Но очень скоро он понял, — продолжает мемуарист, — что в Кишиневе говорят по-русски не слишком хорошо, и в нем появилась меланхолия. Стихи его потеряли мужественное своеобразие и стали расплывчаты и однообразны, и вся фигура его приобрела образ постоянной печали» (там же, с. 318).
Шероховатость поэтического языка Кнута отмечена не только в небеспристрастных воспоминаниях, написанных на солидном временном удалении от пережитых событий, но и в непосредственных критических откликах на его стихи.

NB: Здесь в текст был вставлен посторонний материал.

//! Atomic file replacement.
//!
//! Every mutation in the coordination protocol goes through
//! [`atomic_write`]: concurrent readers never see a partial file, and a
//! crash mid-write leaves the previous version intact. There is no file
//! locking anywhere in the protocol; this is the only durability primitive.

use std::fs;
use std::io;
use std::path::{Path, PathBuf};

/// Temp file next to the target, unique per process so overlapping
/// invocations never clobber each other's staging file.
fn staging_path(target: &Path) -> PathBuf {
    let name = target
        .file_name()
        .map(|n| n.to_string_lossy().into_owned())
        .unwrap_or_else(|| "file".to_string());
    target.with_file_name(format!("{}.{}.tmp", name, std::process::id()))
}

/// Write `contents` to a staging file in the target's directory, then rename
/// over the target.
pub fn atomic_write(target: &Path, contents: &str) -> io::Result<()> {
    if let Some(parent) = target.parent() {
        fs::create_dir_all(parent)?;
    }
    let staging = staging_path(target);
    fs::write(&staging, contents)?;
    match fs::rename(&staging, target) {
        Ok(()) => Ok(()),
        Err(e) => {
            let _ = fs::remove_file(&staging);
            Err(e)
        }
    }
}
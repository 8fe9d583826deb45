//! Pre-dispatch policy for worker agents.
//!
//! Gates the hand-off of a sub-task to a worker: an existing but unbound
//! lock refuses dispatch until the coordinator has bound the session; a
//! valid session-matched lock enriches the worker's prompt with the
//! compressed knowledge summary, the phase-index task context, and any
//! constraint sections from the task document. No lock at all means
//! coordination is inactive for this project and dispatch passes silently.

use std::path::Path;
use std::sync::LazyLock;

use regex::Regex;
use task_coordinator_sdk::{HookEvent, HookResponse, HookSpecificOutput};
use tracing::{debug, info};

use super::read_project_lock;
use crate::config::CoordConfig;
use crate::knowledge;
use crate::search;
use crate::task::paths;

const BIND_FIRST_DIRECTIVE: &str = "taskcoord: task lock exists but no session is bound. \
    REQUIRED: call tc-coordinator FIRST to initialize and bind this session, then re-run your agent.";

static ROLE_TEST_RE: LazyLock<Regex> =
    LazyLock::new(|| Regex::new(r"\b(?:test(?:er)?|qa|sdet)\b").unwrap());
static ROLE_REVIEW_RE: LazyLock<Regex> =
    LazyLock::new(|| Regex::new(r"\b(?:review(?:er)?|check(?:er)?|audit(?:or)?)\b").unwrap());
static ROLE_DEV_RE: LazyLock<Regex> = LazyLock::new(|| {
    Regex::new(r"\b(?:dev(?:eloper)?|implement(?:er)?|cod(?:er|ing)|engineer|architect|build(?:er)?|fix(?:er)?)\b")
        .unwrap()
});
static COMMENT_LINE_RE: LazyLock<Regex> =
    LazyLock::new(|| Regex::new(r"^\s*<!--.*-->\s*$").unwrap());

pub fn handle(event: &HookEvent, config: &CoordConfig, root: &Path) -> HookResponse {
    let Some(tool_input) = &event.tool_input else {
        return HookResponse::allow();
    };
    let Some(agent) = tool_input.subagent_type.as_deref() else {
        return HookResponse::allow();
    };
    let session_id = event.session_id.as_deref().unwrap_or("");

    let mut prompt = tool_input.prompt.clone().unwrap_or_default();
    let mut modified = false;

    // The search reminder goes to every agent, system ones included.
    if search::is_configured(root) {
        prompt = format!("{}\n\n{}", search::SEARCH_REMINDER, prompt);
        modified = true;
        debug!(agent, "search reminder injected");
    }

    if !config.is_system_agent(agent) {
        match read_project_lock(root) {
            Some((_, Some(record))) if record.session_id.is_none() => {
                // Dispatch before binding would let workers run outside the
                // ownership protocol.
                debug!(agent, "dispatch refused: lock unbound");
                return HookResponse::allow().with_output(HookSpecificOutput::deny(BIND_FIRST_DIRECTIVE));
            }
            Some((_, Some(record))) if record.session_id.as_deref() == Some(session_id) => {
                let task_path = root.join(&record.task_path);

                let entries = knowledge::read_all(&paths::knowledge_path(&task_path));
                if !entries.is_empty() {
                    let summary = knowledge::compress(&entries, config.knowledge.max_tokens);
                    if !summary.is_empty() {
                        prompt = format!("{}\n\n{}", summary, prompt);
                        modified = true;
                        info!(agent, entries = entries.len(), "knowledge injected");
                    }
                }

                if paths::phases_dir(&task_path).exists() {
                    let context = format!(
                        "## Task Context\nTask dir: {}\nArtifacts: {}\n\n\
                         > READ the phases/ file referenced in your task description FIRST before doing any work.",
                        paths::task_dir(&task_path).display(),
                        paths::artifacts_dir(&task_path).display(),
                    );
                    prompt = format!("{}\n\n{}", context, prompt);
                    modified = true;
                    debug!(agent, "task context injected");
                }

                if let Some(constraints) = constraints_for(&task_path, agent) {
                    prompt = format!("## Task Constraints\n{}\n\n{}", constraints, prompt);
                    modified = true;
                    debug!(agent, "constraints injected");
                }
            }
            _ => {} // No lock, or owned by another session: pass through.
        }
    }

    if modified {
        let mut updated = tool_input.clone();
        updated.prompt = Some(prompt);
        HookResponse::allow().with_output(HookSpecificOutput::allow_with_input(&updated))
    } else {
        HookResponse::allow()
    }
}

/// Constraint sections from the task document: `<!-- ALL -->` applies to
/// every worker, plus one role section picked from the agent name.
fn constraints_for(task_path: &Path, agent: &str) -> Option<String> {
    let content = std::fs::read_to_string(task_path).ok()?;

    let all = parse_section(&content, "ALL");
    let role_section = role_for(agent)
        .map(|role| parse_section(&content, role))
        .unwrap_or_default();

    let combined: Vec<&str> = [all.as_str(), role_section.as_str()]
        .into_iter()
        .filter(|s| !s.is_empty())
        .collect();
    (!combined.is_empty()).then(|| combined.join("\n"))
}

fn role_for(agent: &str) -> Option<&'static str> {
    let name = agent.to_lowercase();
    if ROLE_TEST_RE.is_match(&name) {
        Some("TEST")
    } else if ROLE_REVIEW_RE.is_match(&name) {
        Some("REVIEW")
    } else if ROLE_DEV_RE.is_match(&name) {
        Some("DEV")
    } else {
        None
    }
}

/// Extract the body between `<!-- TAG -->` and `<!-- /TAG -->`, dropping
/// pure comment lines.
fn parse_section(content: &str, tag: &str) -> String {
    let start_tag = format!("<!-- {} -->", tag);
    let end_tag = format!("<!-- /{} -->", tag);

    let Some(start) = content.find(&start_tag) else {
        return String::new();
    };
    let body_start = start + start_tag.len();
    let Some(end) = content[body_start..].find(&end_tag) else {
        return String::new();
    };

    content[body_start..body_start + end]
        .lines()
        .filter(|line| !COMMENT_LINE_RE.is_match(line))
        .collect::<Vec<_>>()
        .join("\n")
        .trim()
        .to_string()
}
//! Task progress states.

use std::fmt;

use serde::{Deserialize, Serialize};

/// Lifecycle of a coordinated task.
///
/// `Handoff` is a transient marker set by the pre-compact policy; it is
/// expected to return to `InProgress` once a resuming caller makes the next
/// move. The protocol records the transition but does not enforce the return.
#[derive(Debug, Clone, Copy, PartialEq, Eq, Hash, Default, Serialize, Deserialize)]
#[serde(rename_all = "snake_case")]
pub enum TaskStatus {
    #[default]
    Pending,
    InProgress,
    Handoff,
    Finished,
    Cancelled,
    Failed,
    Error,
}

impl TaskStatus {
    /// Parse a status line value. Unknown strings map to `Pending`, which the
    /// stop gate treats as non-terminal: the safe direction.
    pub fn parse(s: &str) -> Self {
        match s.trim() {
            "pending" => Self::Pending,
            "in_progress" => Self::InProgress,
            "handoff" => Self::Handoff,
            "finished" => Self::Finished,
            "cancelled" => Self::Cancelled,
            "failed" => Self::Failed,
            "error" => Self::Error,
            _ => Self::Pending,
        }
    }

    pub fn is_terminal(&self) -> bool {
        matches!(
            self,
            Self::Finished | Self::Cancelled | Self::Failed | Self::Error
        )
    }

    pub fn as_str(&self) -> &'static str {
        match self {
            Self::Pending => "pending",
            Self::InProgress => "in_progress",
            Self::Handoff => "handoff",
            Self::Finished => "finished",
            Self::Cancelled => "cancelled",
            Self::Failed => "failed",
            Self::Error => "error",
        }
    }
}

impl fmt::Display for TaskStatus {
    fn fmt(&self, f: &mut fmt::Formatter<'_>) -> fmt::Result {
        write!(f, "{}", self.as_str())
    }
}
//! Semantic code-search collaborator (`semsearch`).
//!
//! The service is external: this module only detects its marker directory,
//! probes the local embedding backend with a short timeout, checks the
//! watcher/server processes, and fire-and-forgets an auto-start of the
//! watcher. Nothing here is allowed to fail the calling hook: a dead or
//! absent service just reads as "unavailable".

use std::path::{Path, PathBuf};
use std::time::Duration;

use tokio::process::Command;
use tracing::{debug, info, warn};

use crate::config::SearchConfig;

/// Marker directory: its presence means the project uses semantic search.
pub const MARKER_DIR: &str = ".semsearch";

/// Reminder injected into agent prompts when the service is configured.
pub const SEARCH_REMINDER: &str = "semsearch: USE semantic_search FIRST for code exploration";

/// Local embedding backend probed for liveness.
const BACKEND_PROBE_URL: &str = "http://127.0.0.1:11434/api/tags";

#[derive(Debug, Clone)]
pub struct SearchStatus {
    /// One-line summary for the session annotation.
    pub message: String,

    /// Whether searches would actually work right now (index + backend +
    /// server all present).
    pub usable: bool,
}

pub fn marker_dir(root: &Path) -> PathBuf {
    root.join(MARKER_DIR)
}

pub fn is_configured(root: &Path) -> bool {
    marker_dir(root).exists()
}

/// Probe + liveness sweep, with watcher auto-start when conditions allow.
pub async fn session_status(root: &Path, config: &SearchConfig) -> SearchStatus {
    let dir = marker_dir(root);
    if !dir.exists() {
        debug!("search: not configured");
        return SearchStatus {
            message: "not configured".to_string(),
            usable: false,
        };
    }

    let index_path = dir.join("index.bin");
    let mut status: Vec<String> = Vec::new();

    let backend_running = probe_backend(config.probe_timeout_ms).await;
    debug!(running = backend_running, "search: backend probe");
    if !backend_running {
        status.push("backend: stopped".to_string());
    }

    let has_index = index_path.exists();
    let index_status = has_index.then(|| describe_index(&index_path));
    if !has_index {
        status.push("index: missing".to_string());
    }

    let watch_running = process_alive(&dir.join("watch.pid"), "semsearch watch").await;
    let serve_running = process_alive(&dir.join("serve.pid"), "semsearch serve").await;
    if !serve_running {
        status.push("serve: stopped".to_string());
    }

    if !watch_running && has_index && backend_running {
        if config.auto_start {
            start_watcher(root, &dir);
            status.push("watch: starting".to_string());
        } else {
            status.push("watch: stopped".to_string());
        }
    } else if !watch_running {
        status.push("watch: stopped".to_string());
    }

    let message = match (status.is_empty(), index_status) {
        (true, Some(index)) => format!("ready | index: {}", index),
        (true, None) => "ready".to_string(),
        (false, Some(index)) => format!("{} | index: {}", status.join(", "), index),
        (false, None) => status.join(", "),
    };
    info!(message = %message, "search status");

    SearchStatus {
        message,
        usable: has_index && backend_running && serve_running,
    }
}

/// Rough index health from its size: ~10KB per indexed file, so anything
/// under 20KB is a near-empty index worth flagging.
fn describe_index(index_path: &Path) -> String {
    match std::fs::metadata(index_path) {
        Ok(meta) if meta.len() < 20_000 => {
            let kb = meta.len() / 1024;
            warn!(size_kb = kb, "search index is nearly empty, reindex recommended");
            format!("only {}KB", kb)
        }
        Ok(meta) if meta.len() < 100_000 => format!("{}KB", meta.len() / 1024),
        Ok(meta) => format!("{:.1}MB", meta.len() as f64 / (1024.0 * 1024.0)),
        Err(e) => {
            warn!(error = %e, "search index stat failed");
            "error".to_string()
        }
    }
}

/// Short-timeout HTTP probe. Any failure, including the timeout, means
/// "unavailable": never an error.
async fn probe_backend(timeout_ms: i64) -> bool {
    let client = match reqwest::Client::builder()
        .timeout(Duration::from_millis(timeout_ms.max(1) as u64))
        .build()
    {
        Ok(c) => c,
        Err(_) => return false,
    };
    match client.get(BACKEND_PROBE_URL).send().await {
        Ok(response) => response.status().is_success(),
        Err(_) => false,
    }
}

/// Liveness via the service's pid file, falling back to a process-table
/// scan. Both checks are best-effort and unix-only.
#[cfg(unix)]
async fn process_alive(pid_file: &Path, pattern: &str) -> bool {
    if let Ok(content) = std::fs::read_to_string(pid_file) {
        let pid = content.trim();
        if !pid.is_empty() && pid.chars().all(|c| c.is_ascii_digit()) {
            if signal_zero(pid).await {
                return true;
            }
            // Stale pid file; fall through to the process-table scan.
        }
    }

    match Command::new("pgrep").args(["-f", pattern]).output().await {
        Ok(output) => output.status.success() && !output.stdout.is_empty(),
        Err(_) => false,
    }
}

#[cfg(not(unix))]
async fn process_alive(_pid_file: &Path, _pattern: &str) -> bool {
    false
}

#[cfg(unix)]
async fn signal_zero(pid: &str) -> bool {
    Command::new("kill")
        .args(["-0", pid])
        .output()
        .await
        .map(|output| output.status.success())
        .unwrap_or(false)
}

/// Detached fire-and-forget spawn of the watcher. A spawn failure is logged
/// and changes nothing for the caller.
fn start_watcher(root: &Path, dir: &Path) {
    let logs_dir = dir.join("logs");
    if let Err(e) = std::fs::create_dir_all(&logs_dir) {
        warn!(error = %e, "failed to create search logs dir");
        return;
    }

    let spawned = Command::new("semsearch")
        .args(["watch", "--background"])
        .arg("--log-dir")
        .arg(&logs_dir)
        .current_dir(root)
        .stdin(std::process::Stdio::null())
        .stdout(std::process::Stdio::null())
        .stderr(std::process::Stdio::null())
        .spawn();

    match spawned {
        Ok(_child) => info!("search watcher auto-start initiated"),
        Err(e) => warn!(error = %e, "search watcher auto-start failed"),
    }
}
//! Task document handling: progress parsing, layout paths, status mutation.

pub mod descriptor;
pub mod document;
pub mod paths;
pub mod status;

pub use descriptor::{Dialect, TaskDescriptor};
pub use status::TaskStatus;
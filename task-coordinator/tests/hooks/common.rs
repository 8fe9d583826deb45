//! Common test utilities for hook policy tests

use std::path::{Path, PathBuf};

use task_coordinator::config::CoordConfig;
use task_coordinator::knowledge::{self, KnowledgeEntry, Priority};
use task_coordinator::lock::TaskLock;
use task_coordinator_sdk::HookEvent;
use tempfile::TempDir;

pub const TASK_REL: &str = ".claude/tasks/demo_task/PLAN.md";

/// A legacy-dialect document sitting at phase 2 of 5.
pub const IN_PROGRESS_DOC: &str = "status: in_progress\n\n\
    ## Phase 1\n- [x] scaffolding\n\n\
    ## Phase 2\n- [x] core types\n- [ ] wire protocol\n\n\
    ## Phase 3\n- [ ] persistence\n\n\
    ## Phase 4\n- [ ] integration\n\n\
    ## Phase 5\n- [ ] docs\n";

pub const FINISHED_DOC: &str = "status: finished\n\n## Phase 1\n- [x] everything\n";

/// Scratch project directory with the coordination layout.
pub struct TestProject {
    dir: TempDir,
}

impl TestProject {
    /// Bare project: no task reference, no lock, no ledger.
    pub fn empty() -> Self {
        Self {
            dir: TempDir::new().unwrap(),
        }
    }

    /// Project with an active task document and a valid reference to it.
    pub fn with_task(doc: &str) -> Self {
        let project = Self::empty();
        let task_path = project.task_path();
        std::fs::create_dir_all(task_path.parent().unwrap()).unwrap();
        std::fs::write(&task_path, doc).unwrap();
        std::fs::write(project.root().join(".claude/TASK.md"), TASK_REL).unwrap();
        project
    }

    pub fn root(&self) -> &Path {
        self.dir.path()
    }

    pub fn task_path(&self) -> PathBuf {
        self.root().join(TASK_REL)
    }

    pub fn lock(&self) -> TaskLock {
        TaskLock::for_task(&self.task_path())
    }

    pub fn create_lock(&self) {
        self.lock().create(TASK_REL).unwrap();
    }

    pub fn create_bound_lock(&self, session_id: &str) {
        self.create_lock();
        assert!(self.lock().bind(session_id));
    }

    /// Lock record with a creation timestamp `hours` in the past.
    pub fn write_aged_lock(&self, hours: i64, session_id: Option<&str>) {
        let started = (chrono::Utc::now() - chrono::Duration::hours(hours)).to_rfc3339();
        let mut record = serde_json::json!({
            "task_path": TASK_REL,
            "started_at": started,
        });
        if let Some(session) = session_id {
            record["session_id"] = serde_json::json!(session);
            record["bound_at"] = serde_json::json!(started);
        }
        std::fs::write(self.lock().path(), record.to_string()).unwrap();
    }

    pub fn knowledge_path(&self) -> PathBuf {
        self.task_path().parent().unwrap().join("KNOWLEDGE.jsonl")
    }

    pub fn append_knowledge(&self, priority: Priority, txt: &str) {
        let config = CoordConfig::default();
        assert!(knowledge::append(
            &self.knowledge_path(),
            KnowledgeEntry::new(priority, txt, "test"),
            &config.knowledge,
        ));
    }

    pub fn phases_dir(&self) -> PathBuf {
        self.task_path().parent().unwrap().join("phases")
    }
}

pub fn config() -> CoordConfig {
    CoordConfig::default()
}

/// Event for a Task tool call by `agent` from `session`.
pub fn task_event(session: &str, agent: &str) -> HookEvent {
    serde_json::from_value(serde_json::json!({
        "session_id": session,
        "tool_input": { "subagent_type": agent, "prompt": "do the assigned work" },
    }))
    .unwrap()
}

/// Task tool completion event with an explicit success flag.
pub fn task_result_event(session: &str, agent: &str, is_error: bool) -> HookEvent {
    serde_json::from_value(serde_json::json!({
        "session_id": session,
        "tool_input": { "subagent_type": agent, "prompt": "do the assigned work" },
        "tool_result": { "is_error": is_error },
    }))
    .unwrap()
}

/// Event with a session id and nothing else.
pub fn bare_event(session: &str) -> HookEvent {
    serde_json::from_value(serde_json::json!({ "session_id": session })).unwrap()
}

Сам Ходасевич, небеспричинно полагавший, что он именно «и ввел Кнута в ту часть зарубежной прессы, которую, в отличие от ученической, можно бы назвать взрослой», и что он кажется ему «одним из наиболее одаренных» «среди молодых эмигрантских стихотворцев», писал в то же время, что в своих первых книгах этот поэт «с нескрываемым и упрямым удовольствием то и дело нарочно жертвует стилем, языком, вкусом, всей внутренней стройностью стихотворения — непосредственному напору мыслей, чувств, тому бесформенному „волнению“, о котором еще недавно так много говорили на Монпарнасе, которое не в чести на Парнасе просто и которое, слава Богу, теперь научаются подчинять искусству. Он не умел, хуже того — не хотел работать. Подчинить „волнение“ мастерству, видимо, представлялось ему кощунством. В конце концов, между Кнутом как лирической личностью и Кнутом-поэтом намечались, выражаясь советским языком, ‘ножницы’». «Такие фразы, как „мощеные луга для мечтоводства“, или „смычок — скользящий по старинной ране“, или „о Боге, о смерти хрустели калоши“ — находятся на грани безвкусия», — утверждал другой критик, Савельев, в своем, в целом благожелательном, отзыве на ПарН. «Необыкновенную склонность Кнута ступать, посреди хорошего стихотворения, в глубокую лужу безвкусицы» отмечал в рецензии на ВКС Набоков (с. 102). О небезупречном поэтическом вкусе Кнута писали доброжелательно относившиеся к нему З. Шаховская (Zinaida Schakhowskoy. La poesie de l'emmigration. IN: Cassandre, 1935, 6 июля) и Л. Червинская (рецензия на сб. «Перекресток». Вып.2. IN: Ч, 1931, № 5, с. 234). Даже в восторженно-комплиментарных статьях о поэте отмечались его резко бросающиеся в глаза языковые «ляпы». Так, обозреватель Р Бен-Таврия, по поводу следующей строфы из поэмы «Ковчег» — «И после долгих дней труда Пришли обещанные сроки, И взмыла дикая вода Ковчег уклюжий и высокий» — выражал справедливое, кажется, сомнение в том, «насколько законно это „взмыв“ в действительном залоге» (Бен-Таврия. Довид Кнут. К выходу новой его книги «Парижские ночи». IN: Р, 1932, № 9, 28 февраля, с. 8).